Task description – Look through the records below for lines containing the string "BigRational", and report how many there are, nothing else.

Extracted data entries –

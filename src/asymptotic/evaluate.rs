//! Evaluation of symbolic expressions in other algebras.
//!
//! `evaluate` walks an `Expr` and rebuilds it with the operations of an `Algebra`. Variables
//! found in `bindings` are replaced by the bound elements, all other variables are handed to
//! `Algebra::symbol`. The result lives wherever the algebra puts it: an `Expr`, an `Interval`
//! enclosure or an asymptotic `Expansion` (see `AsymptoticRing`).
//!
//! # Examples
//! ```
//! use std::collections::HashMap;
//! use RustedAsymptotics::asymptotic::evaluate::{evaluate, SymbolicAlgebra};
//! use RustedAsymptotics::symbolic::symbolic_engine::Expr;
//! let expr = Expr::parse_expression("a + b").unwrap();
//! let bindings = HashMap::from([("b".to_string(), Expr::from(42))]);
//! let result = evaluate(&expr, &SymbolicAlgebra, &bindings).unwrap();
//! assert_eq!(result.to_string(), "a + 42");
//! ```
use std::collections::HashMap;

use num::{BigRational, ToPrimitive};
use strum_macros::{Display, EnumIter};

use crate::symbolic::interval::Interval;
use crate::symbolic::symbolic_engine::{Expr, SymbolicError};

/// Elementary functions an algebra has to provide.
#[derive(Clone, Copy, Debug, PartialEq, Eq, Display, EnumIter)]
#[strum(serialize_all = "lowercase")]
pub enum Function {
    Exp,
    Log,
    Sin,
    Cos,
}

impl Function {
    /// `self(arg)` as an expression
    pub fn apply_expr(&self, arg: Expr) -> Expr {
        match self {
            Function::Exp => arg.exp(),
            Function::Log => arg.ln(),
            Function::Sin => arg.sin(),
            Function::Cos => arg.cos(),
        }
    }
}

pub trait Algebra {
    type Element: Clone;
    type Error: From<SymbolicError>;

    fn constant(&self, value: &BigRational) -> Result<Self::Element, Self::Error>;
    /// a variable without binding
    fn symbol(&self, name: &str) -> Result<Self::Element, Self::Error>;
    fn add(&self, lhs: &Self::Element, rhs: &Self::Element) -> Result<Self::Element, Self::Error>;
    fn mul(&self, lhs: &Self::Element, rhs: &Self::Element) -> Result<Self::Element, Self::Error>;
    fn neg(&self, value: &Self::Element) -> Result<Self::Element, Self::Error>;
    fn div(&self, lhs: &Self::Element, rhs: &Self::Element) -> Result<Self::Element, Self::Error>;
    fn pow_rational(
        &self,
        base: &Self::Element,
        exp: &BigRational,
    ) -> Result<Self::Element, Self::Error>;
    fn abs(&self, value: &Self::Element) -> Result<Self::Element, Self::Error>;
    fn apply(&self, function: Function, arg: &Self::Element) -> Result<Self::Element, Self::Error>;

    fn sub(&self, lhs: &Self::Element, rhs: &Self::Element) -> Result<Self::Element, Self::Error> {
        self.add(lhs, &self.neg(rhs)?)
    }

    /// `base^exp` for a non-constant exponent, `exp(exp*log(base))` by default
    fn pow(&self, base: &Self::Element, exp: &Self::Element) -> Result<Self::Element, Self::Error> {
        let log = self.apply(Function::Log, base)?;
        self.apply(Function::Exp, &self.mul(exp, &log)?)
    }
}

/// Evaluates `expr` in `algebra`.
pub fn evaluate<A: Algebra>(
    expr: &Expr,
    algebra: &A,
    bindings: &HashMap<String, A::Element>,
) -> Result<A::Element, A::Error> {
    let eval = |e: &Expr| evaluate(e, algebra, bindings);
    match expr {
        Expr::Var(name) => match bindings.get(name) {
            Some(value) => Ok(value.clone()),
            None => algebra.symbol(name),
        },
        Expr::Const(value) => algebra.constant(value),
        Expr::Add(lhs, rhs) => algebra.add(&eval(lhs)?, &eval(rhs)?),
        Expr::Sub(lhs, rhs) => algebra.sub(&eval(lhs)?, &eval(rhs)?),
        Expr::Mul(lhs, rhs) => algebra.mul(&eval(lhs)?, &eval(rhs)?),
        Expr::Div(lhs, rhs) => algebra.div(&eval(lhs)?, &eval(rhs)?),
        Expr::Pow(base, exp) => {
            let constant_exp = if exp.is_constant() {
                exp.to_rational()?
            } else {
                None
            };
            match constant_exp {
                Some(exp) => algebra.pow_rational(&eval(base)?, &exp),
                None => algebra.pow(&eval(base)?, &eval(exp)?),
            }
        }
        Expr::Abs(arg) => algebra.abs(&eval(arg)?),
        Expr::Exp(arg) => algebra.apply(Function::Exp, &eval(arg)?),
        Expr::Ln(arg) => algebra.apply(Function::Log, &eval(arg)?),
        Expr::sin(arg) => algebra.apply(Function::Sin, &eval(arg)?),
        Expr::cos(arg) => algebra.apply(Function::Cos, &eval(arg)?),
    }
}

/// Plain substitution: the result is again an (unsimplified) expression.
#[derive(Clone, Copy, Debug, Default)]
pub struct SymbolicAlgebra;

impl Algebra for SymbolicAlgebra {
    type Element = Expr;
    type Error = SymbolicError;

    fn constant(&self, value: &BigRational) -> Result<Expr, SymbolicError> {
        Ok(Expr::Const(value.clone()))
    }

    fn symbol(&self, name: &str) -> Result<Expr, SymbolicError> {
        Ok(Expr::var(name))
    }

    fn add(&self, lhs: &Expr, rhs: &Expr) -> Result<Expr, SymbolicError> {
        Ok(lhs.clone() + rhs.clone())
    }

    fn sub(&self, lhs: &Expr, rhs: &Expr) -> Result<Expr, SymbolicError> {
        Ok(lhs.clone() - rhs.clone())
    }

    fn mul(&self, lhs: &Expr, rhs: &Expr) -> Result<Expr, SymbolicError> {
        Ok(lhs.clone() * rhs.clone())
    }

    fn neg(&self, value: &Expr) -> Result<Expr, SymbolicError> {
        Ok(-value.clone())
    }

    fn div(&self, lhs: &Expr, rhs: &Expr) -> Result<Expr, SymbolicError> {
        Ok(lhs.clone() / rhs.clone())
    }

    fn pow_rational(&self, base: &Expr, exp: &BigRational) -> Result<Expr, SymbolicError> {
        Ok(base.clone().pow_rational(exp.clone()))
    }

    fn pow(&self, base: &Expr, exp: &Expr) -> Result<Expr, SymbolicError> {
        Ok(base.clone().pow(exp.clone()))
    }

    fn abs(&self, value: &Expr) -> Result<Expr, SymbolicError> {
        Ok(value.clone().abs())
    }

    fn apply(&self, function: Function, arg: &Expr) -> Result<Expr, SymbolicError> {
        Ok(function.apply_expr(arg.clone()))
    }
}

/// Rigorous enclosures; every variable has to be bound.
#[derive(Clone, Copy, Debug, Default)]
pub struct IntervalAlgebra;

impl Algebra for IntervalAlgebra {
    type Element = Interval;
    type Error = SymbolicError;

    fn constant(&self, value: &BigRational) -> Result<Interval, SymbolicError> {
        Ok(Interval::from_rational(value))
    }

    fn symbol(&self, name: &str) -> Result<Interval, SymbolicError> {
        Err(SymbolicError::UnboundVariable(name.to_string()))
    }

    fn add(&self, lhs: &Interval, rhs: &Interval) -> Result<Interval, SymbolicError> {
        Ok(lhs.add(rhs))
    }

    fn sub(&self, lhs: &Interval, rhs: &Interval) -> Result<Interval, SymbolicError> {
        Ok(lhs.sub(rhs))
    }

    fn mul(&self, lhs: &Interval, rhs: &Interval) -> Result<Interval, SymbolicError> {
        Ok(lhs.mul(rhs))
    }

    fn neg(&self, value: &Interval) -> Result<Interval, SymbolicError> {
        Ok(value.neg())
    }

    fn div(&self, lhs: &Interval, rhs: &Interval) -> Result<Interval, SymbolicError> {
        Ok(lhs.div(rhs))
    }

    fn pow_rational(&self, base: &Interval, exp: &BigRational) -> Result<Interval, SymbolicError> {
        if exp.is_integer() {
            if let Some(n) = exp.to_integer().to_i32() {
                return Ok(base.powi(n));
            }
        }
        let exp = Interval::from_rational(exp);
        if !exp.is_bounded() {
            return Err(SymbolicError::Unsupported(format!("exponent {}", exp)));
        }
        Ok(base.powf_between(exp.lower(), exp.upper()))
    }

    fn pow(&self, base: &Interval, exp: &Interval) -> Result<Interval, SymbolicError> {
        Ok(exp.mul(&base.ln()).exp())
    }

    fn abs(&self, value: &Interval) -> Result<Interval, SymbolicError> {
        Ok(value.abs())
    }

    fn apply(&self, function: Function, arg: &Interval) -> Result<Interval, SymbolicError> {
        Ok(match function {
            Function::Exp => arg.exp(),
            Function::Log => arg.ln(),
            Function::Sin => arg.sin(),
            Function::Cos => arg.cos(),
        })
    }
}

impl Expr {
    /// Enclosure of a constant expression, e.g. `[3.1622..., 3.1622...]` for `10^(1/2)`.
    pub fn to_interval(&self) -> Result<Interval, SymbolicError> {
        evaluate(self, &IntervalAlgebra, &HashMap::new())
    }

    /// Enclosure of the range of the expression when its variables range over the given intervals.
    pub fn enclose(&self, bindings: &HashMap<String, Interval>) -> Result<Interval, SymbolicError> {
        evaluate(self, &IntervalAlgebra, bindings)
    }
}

Result of this exercise – 7